EXERCISE AIM
Below this line is a set of entries; quote exactly the lines from the line that contains "pub fn read_whole_file(filename: &str)" to the line that contains "is an error.", both lines included.

INFORMATION

______

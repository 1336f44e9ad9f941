use postgres::Client;

/// WGS84
pub const SRID: i32 = 4326;

pub const USER_FK: &str = "tours_user_fk";
pub const SPORT_FK: &str = "tours_sport_fk";

const CREATE: &str = "
    CREATE EXTENSION IF NOT EXISTS postgis;

    CREATE TABLE IF NOT EXISTS users (
        id SERIAL PRIMARY KEY,
        username TEXT NOT NULL
    );
    CREATE UNIQUE INDEX IF NOT EXISTS users_username_idx ON users (lower(username));

    CREATE TABLE IF NOT EXISTS sports (
        id SERIAL PRIMARY KEY,
        name TEXT NOT NULL
    );
    CREATE UNIQUE INDEX IF NOT EXISTS sports_name_idx ON sports (lower(name));

    CREATE TABLE IF NOT EXISTS tours (
        id SERIAL PRIMARY KEY,
        user_id INTEGER NOT NULL,
        sport_id INTEGER NOT NULL,
        start_point_id INTEGER,
        CONSTRAINT tours_user_fk FOREIGN KEY (user_id) REFERENCES users (id),
        CONSTRAINT tours_sport_fk FOREIGN KEY (sport_id) REFERENCES sports (id)
    );
    CREATE INDEX IF NOT EXISTS tours_user_idx ON tours (user_id);
    CREATE INDEX IF NOT EXISTS tours_sport_idx ON tours (sport_id);

    CREATE TABLE IF NOT EXISTS points (
        id SERIAL PRIMARY KEY,
        tour_id INTEGER NOT NULL REFERENCES tours (id) ON DELETE CASCADE,
        ts TIMESTAMPTZ NOT NULL,
        geom geometry(PointZ, 4326) NOT NULL
    );
    CREATE INDEX IF NOT EXISTS points_tour_idx ON points (tour_id, ts);
    CREATE INDEX IF NOT EXISTS points_geom_idx ON points USING GIST (geom);
";

const DROP: &str = "
    DROP TABLE IF EXISTS points;
    DROP TABLE IF EXISTS tours;
    DROP TABLE IF EXISTS sports;
    DROP TABLE IF EXISTS users;
";

pub fn create_db(db: &mut Client) -> Result<(), postgres::Error> {
    db.batch_execute(CREATE)
}

pub fn empty_db(db: &mut Client) -> Result<(), postgres::Error> {
    db.batch_execute(DROP)
}
use elementtree::Element;

use std::fs::File;
use std::io;
use std::io::prelude::*;

use chrono::{DateTime, FixedOffset};
use thiserror::Error;

use crate::representation::{timestamp, PointRepresentation, TourRepresentation};

const NS: &str = "http://www.topografix.com/GPX/1/1";

#[derive(Debug, Error)]
pub enum GpxError {
    #[error("could not read GPX file: {0}")]
    Io(#[from] io::Error),

    #[error("invalid GPX document: {0}")]
    Xml(#[from] elementtree::Error),

    #[error("GPX document has no <{0}> element")]
    MissingElement(&'static str),

    #[error("track point {index}: {reason}")]
    BadPoint { index: usize, reason: String },
}

pub fn read_whole_file(filename: &str) -> Result<String, GpxError> {
    let mut file = File::open(filename)?;
    let mut contents = String::new();
    file.read_to_string(&mut contents)?;
    Ok(contents)
}

/// Reads every track point of every segment of the first track. Elevation
/// defaults to 0 when missing; a missing time is an error.
pub fn parse_gpx(gpx_data: &str) -> Result<Vec<PointRepresentation>, GpxError> {
    let gpx = Element::from_reader(&mut gpx_data.as_bytes())?;
    let trk = gpx.find((NS, "trk")).ok_or(GpxError::MissingElement("trk"))?;

    let mut points = Vec::new();
    for trkseg in trk.find_all((NS, "trkseg")) {
        for trkpt in trkseg.find_all((NS, "trkpt")) {
            let index = points.len();
            let bad = |reason: String| GpxError::BadPoint { index, reason };

            let lat = number(trkpt.get_attr("lat"), "lat").map_err(bad)?;
            let lon = number(trkpt.get_attr("lon"), "lon").map_err(bad)?;
            let ele = match trkpt.find((NS, "ele")) {
                Some(ele) => number(Some(ele.text()), "ele").map_err(bad)?,
                None => 0.0,
            };
            let time = match trkpt.find((NS, "time")) {
                Some(time) => parse_time(time.text()).map_err(bad)?,
                None => return Err(bad("missing <time>".to_string())),
            };

            points.push(PointRepresentation {
                time,
                x: lon,
                y: lat,
                z: ele,
            });
        }
    }

    if points.is_empty() {
        return Err(GpxError::MissingElement("trkpt"));
    }
    Ok(points)
}

pub fn to_representation(creator: &str, sport: &str, gpx_data: &str) -> Result<TourRepresentation, GpxError> {
    Ok(TourRepresentation {
        creator: creator.to_string(),
        sport: sport.to_string(),
        geometry: parse_gpx(gpx_data)?,
    })
}

fn number(value: Option<&str>, name: &str) -> Result<f64, String> {
    let value = value.ok_or_else(|| format!("missing {}", name))?;
    value
        .trim()
        .parse()
        .map_err(|_| format!("invalid {} {:?}", name, value))
}

fn parse_time(value: &str) -> Result<DateTime<FixedOffset>, String> {
    timestamp::parse(value.trim()).map_err(|err| format!("invalid time {:?}: {}", value, err))
}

______

RESPONSE TO THIS TASK
pub fn read_whole_file(filename: &str) -> Result<String, GpxError> {
    let mut file = File::open(filename)?;
    let mut contents = String::new();
    file.read_to_string(&mut contents)?;
    Ok(contents)
}

/// Reads every track point of every segment of the first track. Elevation
/// defaults to 0 when missing; a missing time is an error.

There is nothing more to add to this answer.